Saturday, 13 September 2014

Sydney Film Festival 2014 - Film Review - The Tale of Princess Kaguya

Princess Kaguya with her attendants
The Tale of Princess Kaguya is an exquisite animation mixing simple watercolour and coal drawings with soft hues, delicate lines, and minimalist storybook imagery. The masterpiece of 78-year-old Isao Takahata, co-founder of the renowned Studio Ghibli, this film once again demonstrates the supremacy of Japanese animation in this art form and fable-telling, often overlooked due to the populist anime genre. The story is based on the 10th Century folklore story 'The Tale of the Bamboo Cutter' and follows the life of a mysterious golden princess discovered as a baby by a woodcutter within a random bamboo shoot. Kaguya, as she is named, revels in the natural beauty of the world around her in the isolated wood where she is raised by the woodcutter and his wife. The woodcutter is again gifted by the bamboo with an abundance of gold and fine silks which he interprets as being a sign of Kaguya's 'divine royalty'. With this wealth her adoptive parents proceed to transform her into a princess and provide the life for which they feel she is destined. Many suitors including the Emperor himself try to win Kaguya's hand but she is interested in none of them, thinking only of her childhood sweetheart back in the woods.
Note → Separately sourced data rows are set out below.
use log::debug;
use serde::Serialize;
use tokio::sync::RwLock;

use crate::auth::SessionToken;

#[derive(Debug, Clone, PartialEq, Eq, Serialize)]
pub struct SessionUser {
    pub username: String,
    pub name: String,
}

/// Live sessions, oldest first.
#[derive(Default)]
pub struct Sessions {
    entries: RwLock<Vec<(SessionToken, SessionUser)>>,
}

impl Sessions {
    pub fn new() -> Self {
        Self::default()
    }

    pub async fn create(&self, username: &str, name: &str) -> SessionToken {
        let token = SessionToken::new();
        let user = SessionUser {
            username: username.into(),
            name: name.into(),
        };

        let mut entries = self.entries.write().await;
        entries.push((token.clone(), user));
        debug!("{username}: session {token} created, {} live", entries.len());

        token
    }

    pub async fn resolve(&self, token: &SessionToken) -> Option<SessionUser> {
        self.entries
            .read()
            .await
            .iter()
            .find(|(t, _)| t == token)
            .map(|(_, user)| user.clone())
    }

    /// Drops the oldest session belonging to `username`.
    /// Returns whether one was found.
    pub async fn revoke(&self, username: &str) -> bool {
        let mut entries = self.entries.write().await;

        match entries.iter().position(|(_, user)| user.username == username) {
            Some(i) => {
                let (token, _) = entries.remove(i);
                debug!("{username}: session {token} revoked");
                true
            }
            None => false,
        }
    }

    #[cfg(test)]
    pub async fn len(&self) -> usize {
        self.entries.read().await.len()
    }
}
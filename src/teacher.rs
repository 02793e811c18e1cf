use std::collections::HashMap;
use std::fmt;
use std::fs::File;
use std::io::{self, BufReader, Read};
use std::path::Path;

use log::{info, warn};
use serde::Deserialize;

#[derive(Deserialize)]
pub struct Teacher {
    pub name: String,
    // plaintext, as stored in the credentials file
    pub password: String,
}

#[derive(Deserialize)]
struct TeachersFile {
    teachers: HashMap<String, Teacher>,
}

#[derive(Debug)]
pub enum LoadError {
    Io(io::Error),
    Parse(serde_json::Error),
}

impl fmt::Display for LoadError {
    fn fmt(&self, fmt: &mut fmt::Formatter<'_>) -> fmt::Result {
        match self {
            Self::Io(e) => write!(fmt, "read: {e}"),
            Self::Parse(e) => write!(fmt, "parse: {e}"),
        }
    }
}

/// Read-only username -> teacher mapping.
#[derive(Default)]
pub struct Teachers(HashMap<String, Teacher>);

impl Teachers {
    /// Loads the credentials file, falling back to no teachers at all if
    /// it is missing or malformed.
    pub fn load(path: &Path) -> Self {
        let loaded = File::open(path)
            .map_err(LoadError::Io)
            .and_then(|f| Self::read(BufReader::new(f)));

        match loaded {
            Ok(teachers) => {
                info!("loaded {} teachers from {path:?}", teachers.len());
                teachers
            }
            Err(e) => {
                warn!("couldn't load teachers from {path:?}, nobody can log in: {e}");
                Self::default()
            }
        }
    }

    pub fn read(input: impl Read) -> Result<Self, LoadError> {
        let file: TeachersFile = serde_json::from_reader(input).map_err(LoadError::Parse)?;

        Ok(Self(file.teachers))
    }

    pub fn find(&self, username: &str) -> Option<&Teacher> {
        self.0.get(username)
    }

    pub fn len(&self) -> usize {
        self.0.len()
    }
}

#[cfg(test)]
impl Teachers {
    pub fn with(entries: &[(&str, &str, &str)]) -> Self {
        Self(
            entries
                .iter()
                .map(|&(username, name, password)| {
                    (
                        username.into(),
                        Teacher {
                            name: name.into(),
                            password: password.into(),
                        },
                    )
                })
                .collect(),
        )
    }
}
use std::fmt;
use std::str::FromStr;

use base64::{engine::general_purpose::URL_SAFE_NO_PAD, Engine as _};
use log::trace;
use rand::Rng;
use serde::{Deserialize, Serialize};

/// Number of random bytes behind each session token.
const TOKEN_BYTES: usize = 32;

#[derive(Debug, Deserialize)]
pub struct LoginAttempt {
    username: String,
    password: String,
}

/// Opaque bearer token handed out on login.
#[derive(Debug, Clone, PartialEq, Eq, Hash, Serialize)]
#[serde(transparent)]
pub struct SessionToken(String);

pub struct Bearer(SessionToken);

impl LoginAttempt {
    #[cfg(test)]
    pub fn new(username: &str, password: &str) -> Self {
        Self {
            username: username.into(),
            password: password.into(),
        }
    }

    pub fn user(&self) -> &str {
        &self.username
    }

    pub fn pass(&self) -> &str {
        &self.password
    }
}

impl SessionToken {
    pub fn new() -> Self {
        let bytes: [u8; TOKEN_BYTES] = rand::thread_rng().gen();

        Self(URL_SAFE_NO_PAD.encode(bytes))
    }

    pub fn as_str(&self) -> &str {
        &self.0
    }
}

impl From<&str> for SessionToken {
    fn from(s: &str) -> Self {
        Self(s.into())
    }
}

impl fmt::Display for SessionToken {
    fn fmt(&self, fmt: &mut fmt::Formatter<'_>) -> fmt::Result {
        // enough to correlate log lines, not enough to replay
        let prefix: String = self.as_str().chars().take(6).collect();
        write!(fmt, "{prefix}...")
    }
}

impl FromStr for Bearer {
    type Err = &'static str;

    fn from_str(header: &str) -> Result<Self, Self::Err> {
        let (scheme, token) = header
            .trim()
            .split_once(' ')
            .ok_or("no space in auth header")?;

        if !scheme.eq_ignore_ascii_case("bearer") {
            return Err("only bearer auth supported");
        }

        let token = token.trim();
        if token.is_empty() {
            return Err("empty bearer token");
        }

        Ok(Self(token.into()))
    }
}

impl Bearer {
    pub fn into_token(self) -> SessionToken {
        self.0
    }
}

/// Pulls the session token out of an `Authorization` header, if there is one.
///
/// Anything other than a well-formed bearer credential counts as anonymous.
pub fn bearer_token(header: &str) -> Option<SessionToken> {
    match header.parse::<Bearer>() {
        Ok(bearer) => Some(bearer.into_token()),
        Err(e) => {
            trace!("ignoring authorization header: {e}");
            None
        }
    }
}

#[cfg(test)]
mod test {
    use super::*;

    #[test]
    fn parses_bearer() {
        let token = bearer_token("Bearer abc-123_XYZ").unwrap();
        assert_eq!(token.as_str(), "abc-123_XYZ");

        let token = bearer_token("bearer   spaced ").unwrap();
        assert_eq!(token.as_str(), "spaced");
    }

    #[test]
    fn rejects_other_schemes() {
        assert!(bearer_token("Basic dXNlcjpwYXNz").is_none());
        assert!(bearer_token("Bearer").is_none());
        assert!(bearer_token("Bearer    ").is_none());
        assert!(bearer_token("").is_none());
    }

    #[test]
    fn tokens_are_url_safe_and_distinct() {
        let a = SessionToken::new();
        let b = SessionToken::new();

        // 32 bytes, unpadded base64
        assert_eq!(a.as_str().len(), 43);
        assert_ne!(a, b);
        assert!(a
            .as_str()
            .chars()
            .all(|c| c.is_ascii_alphanumeric() || c == '-' || c == '_'));
    }

    #[test]
    fn display_hides_most_of_token() {
        let token = SessionToken::from("abcdefghijklmnop");
        assert_eq!(token.to_string(), "abcdef...");
    }
}
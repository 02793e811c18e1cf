use std::net::{AddrParseError, IpAddr, SocketAddr};
use std::path::{Path, PathBuf};

use clap::Parser;

#[derive(Parser, Debug)]
pub struct Args {
    /// The address signups should listen on. By default
    /// signups will listen just on the IPv4 loopback.
    #[arg(short, long)]
    address: Option<String>,

    /// The port signups listens on.
    #[arg(short, long, default_value_t = 8000)]
    port: u16,

    /// JSON file holding the teacher accounts, read once at startup.
    /// If it can't be read, nobody can log in.
    #[arg(short, long, default_value = "teachers.json")]
    teachers: PathBuf,

    /// Directory served under /static (the landing page lives here).
    #[arg(long, default_value = "static")]
    static_dir: PathBuf,

    /// Reject signups once an activity reaches its max_participants.
    /// Off by default: capacity is advisory.
    #[arg(long)]
    enforce_capacity: bool,
}

impl Args {
    pub fn addr(&self) -> Result<SocketAddr, AddrParseError> {
        self.address
            .as_deref()
            .unwrap_or("127.0.0.1")
            .parse()
            .map(|addr: IpAddr| (addr, self.port).into())
    }

    pub fn teachers(&self) -> &Path {
        &self.teachers
    }

    pub fn static_dir(&self) -> &Path {
        &self.static_dir
    }

    pub fn enforce_capacity(&self) -> bool {
        self.enforce_capacity
    }
}

#[cfg(test)]
mod test {
    use super::*;

    #[test]
    fn defaults() {
        let args = Args::parse_from(["signups"]);

        assert_eq!(args.addr().unwrap(), "127.0.0.1:8000".parse().unwrap());
        assert_eq!(args.teachers(), Path::new("teachers.json"));
        assert_eq!(args.static_dir(), Path::new("static"));
        assert!(!args.enforce_capacity());
    }

    #[test]
    fn address_and_port() {
        let args = Args::parse_from(["signups", "-a", "::", "-p", "9000", "--enforce-capacity"]);

        assert_eq!(args.addr().unwrap(), "[::]:9000".parse().unwrap());
        assert!(args.enforce_capacity());
    }

    #[test]
    fn bad_address() {
        let args = Args::parse_from(["signups", "--address", "localhost"]);

        assert!(args.addr().is_err());
    }
}
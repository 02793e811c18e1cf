use log::{debug, trace};
use serde::Serialize;
use serde_with::{serde_as, Map};
use tokio::sync::RwLock;

#[derive(Debug, Clone, PartialEq, Eq, Serialize)]
pub struct Activity {
    pub description: String,
    pub schedule: String,
    pub max_participants: u32,
    // signup order
    pub participants: Vec<String>,
}

/// Snapshot of the catalog, serialised as an object keyed by activity name.
#[serde_as]
#[derive(Debug, Serialize)]
#[serde(transparent)]
pub struct Activities(#[serde_as(as = "Map<_, _>")] pub Vec<(String, Activity)>);

#[derive(Debug, Clone, Copy, PartialEq, Eq)]
pub enum RosterError {
    NoSuchActivity,
    AlreadyRegistered,
    NotInRoster,
    Full,
}

pub struct Catalog {
    activities: RwLock<Vec<(String, Activity)>>,
    enforce_capacity: bool,
}

impl Catalog {
    pub fn new(activities: Vec<(String, Activity)>, enforce_capacity: bool) -> Self {
        Self {
            activities: RwLock::new(activities),
            enforce_capacity,
        }
    }

    pub fn seeded(enforce_capacity: bool) -> Self {
        Self::new(seed(), enforce_capacity)
    }

    pub async fn list(&self) -> Activities {
        Activities(self.activities.read().await.clone())
    }

    pub async fn signup(&self, name: &str, email: &str) -> Result<(), RosterError> {
        let mut activities = self.activities.write().await;
        let activity = find_mut(&mut activities, name)?;

        if activity.participants.iter().any(|p| p == email) {
            return Err(RosterError::AlreadyRegistered);
        }

        let count = activity.participants.len();
        if count >= activity.max_participants as usize {
            if self.enforce_capacity {
                return Err(RosterError::Full);
            }
            debug!("{name}: over capacity ({count}/{})", activity.max_participants);
        }

        activity.participants.push(email.into());
        trace!("{name}: {} participants", activity.participants.len());

        Ok(())
    }

    pub async fn unregister(&self, name: &str, email: &str) -> Result<(), RosterError> {
        let mut activities = self.activities.write().await;
        let activity = find_mut(&mut activities, name)?;

        let i = activity
            .participants
            .iter()
            .position(|p| p == email)
            .ok_or(RosterError::NotInRoster)?;

        activity.participants.remove(i);
        trace!("{name}: {} participants", activity.participants.len());

        Ok(())
    }
}

fn find_mut<'a>(
    activities: &'a mut [(String, Activity)],
    name: &str,
) -> Result<&'a mut Activity, RosterError> {
    activities
        .iter_mut()
        .find(|(n, _)| n == name)
        .map(|(_, activity)| activity)
        .ok_or(RosterError::NoSuchActivity)
}

fn seed() -> Vec<(String, Activity)> {
    let activity = |name: &str, description: &str, schedule: &str, max: u32, participants: &[&str]| {
        (
            name.to_string(),
            Activity {
                description: description.into(),
                schedule: schedule.into(),
                max_participants: max,
                participants: participants.iter().map(|&p| p.into()).collect(),
            },
        )
    };

    vec![
        activity(
            "Chess Club",
            "Learn strategies and compete in chess tournaments",
            "Fridays, 3:30 PM - 5:00 PM",
            12,
            &["michael@mergington.edu", "daniel@mergington.edu"],
        ),
        activity(
            "Programming Class",
            "Learn programming fundamentals and build software projects",
            "Tuesdays and Thursdays, 3:30 PM - 4:30 PM",
            20,
            &["emma@mergington.edu", "sophia@mergington.edu"],
        ),
        activity(
            "Gym Class",
            "Physical education and sports activities",
            "Mondays, Wednesdays, Fridays, 2:00 PM - 3:00 PM",
            30,
            &["john@mergington.edu", "olivia@mergington.edu"],
        ),
        activity(
            "Soccer Team",
            "Join the school soccer team and compete in matches",
            "Tuesdays and Thursdays, 4:00 PM - 5:30 PM",
            22,
            &["liam@mergington.edu", "noah@mergington.edu"],
        ),
        activity(
            "Basketball Team",
            "Practice and play basketball with the school team",
            "Wednesdays and Fridays, 3:30 PM - 5:00 PM",
            15,
            &["ava@mergington.edu", "mia@mergington.edu"],
        ),
        activity(
            "Art Club",
            "Explore your creativity through painting and drawing",
            "Thursdays, 3:30 PM - 5:00 PM",
            15,
            &["amelia@mergington.edu", "harper@mergington.edu"],
        ),
        activity(
            "Drama Club",
            "Act, direct, and produce plays and performances",
            "Mondays and Wednesdays, 4:00 PM - 5:30 PM",
            20,
            &["ella@mergington.edu", "scarlett@mergington.edu"],
        ),
        activity(
            "Math Club",
            "Solve challenging problems and participate in math competitions",
            "Tuesdays, 3:30 PM - 4:30 PM",
            10,
            &["james@mergington.edu", "benjamin@mergington.edu"],
        ),
        activity(
            "Debate Team",
            "Develop public speaking and argumentation skills",
            "Fridays, 4:00 PM - 5:30 PM",
            12,
            &["charlotte@mergington.edu", "henry@mergington.edu"],
        ),
        activity(
            "GitHub Skills",
            "Learn practical coding and collaboration skills through GitHub. \
             Part of our GitHub Certifications program to help with college applications.",
            "Mondays, 3:30 PM - 5:00 PM",
            25,
            &[],
        ),
    ]
}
Princess Kaguya's time on Earth is limited and in her despondency she sings to the Moon and thus summons the celestial host of which she is a part realising only too late that her attachment to Earth and her adoptive parents is strong. Alas on the fifteenth night of the lunar month, the celestial delegation descends from the Moon to collect her. The Tale of Princess Kaguya has a moral lesson which transcends time, culture and society and is effectively portrayed in a emotionally evocative animation.